Industrial hygiene is the science and art of anticipating, recognising, evaluating, and controlling hazards in the workplace. Industrial hygiene provides technical assistance and expertise for controlling workplace hazards.

  • Anticipate: The process of sensing the presence of potential hazards without actually observing them in-person.

  • Recognize: The process of identifying a hazard when it's observed at workplace.

  • Evaluate: The process of determining the harm that hazard can cause and how severe the harm could be.

  • Control: The process of putting measures into place to eliminate or to minimize the potential of the hazard to create harm, such as injury or illness.

What are the Responsibilities of an Industrial Hygienist?

  • IH helps in advising the management to resolve occupational health issues.

  • Identifies and evaluates chemical and biological dangers such as air quality, ergonomic challenges, or dangerous sound levels.

  • Investigating and examining the workplace for hazards and potential dangers.

  • Implements applicable occupational health and safety regulations and procedures.

  • Conducting regular audits in the work premises.

  • executing studies in order to monitor and evaluate workers exposure to health risks.

  • Assessing and interpreting research data, and reports.

  • Making recommendations on improving the health and safety of workers.

  • Recommends precautions and corrective actions that should be taken in response to identified hazards.

What are the work concerned with the field of Industrial hygiene?

  • Occupational Diseases (Silicosis, Coal miner’s Disease, Asthma, etc)

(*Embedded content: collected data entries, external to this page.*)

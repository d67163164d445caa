use actix_web::{HttpRequest, HttpResponse, Result as ActixResult};

use crate::middlewares::require_jwt::RequireJWT;
use crate::models::auth::responses::{
    RefreshTokenResponse, TokenVerificationResponse, UserInfoResponse,
};
use crate::models::{ApiResponse, ErrorCode};
use crate::utils::jwt;

use super::AuthService;

pub async fn handle_refresh_token(
    service: &AuthService,
    request: &HttpRequest,
) -> ActixResult<HttpResponse> {
    let config = service.get_config();
    // 从 cookie 中提取 refresh token
    match jwt::JwtUtils::extract_refresh_token_from_cookie(request) {
        Some(refresh_token) => {
            // 验证 refresh token 并生成新的 access token
            match jwt::JwtUtils::refresh_access_token(&refresh_token) {
                Ok(new_access_token) => {
                    let access_cookie =
                        jwt::JwtUtils::create_access_token_cookie(&new_access_token);
                    let response = RefreshTokenResponse {
                        access_token: new_access_token,
                        expires_in: config.jwt.access_token_expiry * 60,
                    };
                    Ok(HttpResponse::Ok().cookie(access_cookie).json(
                        ApiResponse::success(response, "Token refreshed successfully"),
                    ))
                }
                Err(e) => {
                    tracing::error!("Refresh token failed: {}", e);

                    // 清除无效的 refresh token cookie
                    let empty_cookie = jwt::JwtUtils::create_empty_refresh_token_cookie();

                    Ok(HttpResponse::Unauthorized().cookie(empty_cookie).json(
                        ApiResponse::error_empty(
                            ErrorCode::Unauthorized,
                            "Login expired or invalid, please login again",
                        ),
                    ))
                }
            }
        }
        None => Ok(HttpResponse::Unauthorized().json(ApiResponse::error_empty(
            ErrorCode::Unauthorized,
            "Unauthorized access, please login",
        ))),
    }
}

pub async fn handle_verify_token(
    _service: &AuthService,
    _request: &HttpRequest,
) -> ActixResult<HttpResponse> {
    Ok(HttpResponse::Ok().json(ApiResponse::success(
        TokenVerificationResponse { is_valid: true },
        "Token is valid",
    )))
}

pub async fn handle_get_user(
    _service: &AuthService,
    request: &HttpRequest,
) -> ActixResult<HttpResponse> {
    // 用户信息由 RequireJWT 中间件写入请求扩展
    match RequireJWT::extract_user_claims(request) {
        Some(user) => Ok(HttpResponse::Ok().json(ApiResponse::success(
            UserInfoResponse { user },
            "User information retrieved successfully",
        ))),
        None => Ok(HttpResponse::Unauthorized().json(ApiResponse::error_empty(
            ErrorCode::Unauthorized,
            "Unauthorized access, please login",
        ))),
    }
}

  • Air quality assessment

  • Hazardous substance & waste management

  • Controlling Physiological disorders ( Work-related stress)

  • Radiation management

  • Biological hazards (virus, bacteria, etc) and Chemical hazards (over exposure of harmful chemicals)

  • Noise control

  • Control of Heat Stress

  • Control of Ergonomics and Work load hazards

What are Hazards and its types in a workplace?

A hazard is any object, situation, or behavior that has the potential to cause injury, ill health, or damage to property or the environment. Hazards can appear in many occupational circumstances.

Some hazards are acute and pose danger to the health and physical integrity of the worker in the work place. Others take a longer time to materialize and may have a cumulative effect, as is the case for certain chemicals, vapors, dusts, and radiation that may lead to chronic medical conditions following repeat or prolonged exposure.

Types of Hazard:

Chemical Hazards:

Harmful chemical compounds in the form of solids, liquids, gases, mists, dusts, fumes, and vapours exert toxic effects by inhalation (breathing), absorption (through direct contact with the skin), or ingestion (eating or drinking). Exposure to chemicals can cause acute or long-term detrimental health effects. For information of chemical hazard Material Safety Data Sheet (MSDS) is available.

Biological Hazards:

Biological hazard include bacteria, viruses, fungi, and other living organisms that can cause acute and chronic infections by entering the human body through inhalation, injection, ingestion or absorption.

Physical Hazards:

These include excessive levels of ionizing and non-ionizing electromagnetic radiation, noise, vibration, illumination, and temperature. This type of hazard are very common and its is challenging to avoid them.

Ergonomic Hazards:

Ergonomic hazards are physical conditions that may pose risk of injury to the musculoskeletal system. It include awkward postures, static postures, lifting, holding, pushing, walking and reaching large forces, repetitive motion, or short intervals between activity.

How to control hazards in a workplace?

In order to control hazard in workplace there is a Hierarchy of control given which is a very effective procedure used by the industrial hygienist to minimise and eliminate the hazard in work place. The hierarchy consist of 5 steps.


The hazard controls in the hierarchy are, in order of decreasing effectiveness:

  • Elimination- It is a very effective method of removal of the hazard from the work place.

  • Substitution- The process of replacing the hazard with something that would cause less harm. Replacing benzene with toluene would cause less harm to the workers.

  • Engineering controls- The process of using engineering to eliminate hazard by isolating or providing ventilation or illumination etc. which would be a effective control

  • Administrative controls- Controls which alter the way work is performed by introducing policies, training, standard operating procedures/guidelines, personal hygiene practices, work scheduling process in workplace.

  • Personal protective equipment- PPE’s provides safety at individual level. It includes helmets, respirators, ear cuffs, body suits, etc. PPE’s should be used as last line of defence as it is the least effective of all controls.